## Required work:
The records below must be reproduced in full and without error.

[Provided data — start]

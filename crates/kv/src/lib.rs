//! Ordered-key key-value store: the single source of truth for all
//! persisted state.
//!
//! Keys are tuples of primitive parts with structural equality and
//! ordering, so "queries" are prefix scans over the key order. The
//! [`KvStore`] trait is the seam between domain code and the backend;
//! [`MemoryKv`] is the in-process implementation.

pub mod atomic;
pub mod error;
pub mod key;
pub mod memory;
pub mod store;

pub use atomic::{AtomicOp, Check, CommitResult, Mutation};
pub use error::KvError;
pub use key::{KeyPart, KvKey};
pub use memory::MemoryKv;
pub use store::{KvEntry, KvStore};
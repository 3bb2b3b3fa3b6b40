/// All entity ids are opaque UUID v4 strings.
pub type Id = String;

/// All timestamps are UTC.
pub type Timestamp = chrono::DateTime<chrono::Utc>;

/// Generate a fresh random entity id.
pub fn new_id() -> Id {
    uuid::Uuid::new_v4().to_string()
}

[Provided data — finish]

## Finished exercise:
filename crates/kv/src/lib.rs
//! Ordered-key key-value store: the single source of truth for all
//! persisted state.
//!
//! Keys are tuples of primitive parts with structural equality and
//! ordering, so "queries" are prefix scans over the key order. The
//! [`KvStore`] trait is the seam between domain code and the backend;
//! [`MemoryKv`] is the in-process implementation.

pub mod atomic;
pub mod error;
pub mod key;
pub mod memory;
pub mod store;

pub use atomic::{AtomicOp, Check, CommitResult, Mutation};
pub use error::KvError;
pub use key::{KeyPart, KvKey};
pub use memory::MemoryKv;
pub use store::{KvEntry, KvStore};
repository 3bb2b3b3fa3b6b40
/// All entity ids are opaque UUID v4 strings.
pub type Id = String;

/// All timestamps are UTC.
pub type Timestamp = chrono::DateTime<chrono::Utc>;

/// Generate a fresh random entity id.
pub fn new_id() -> Id {
    uuid::Uuid::new_v4().to_string()
}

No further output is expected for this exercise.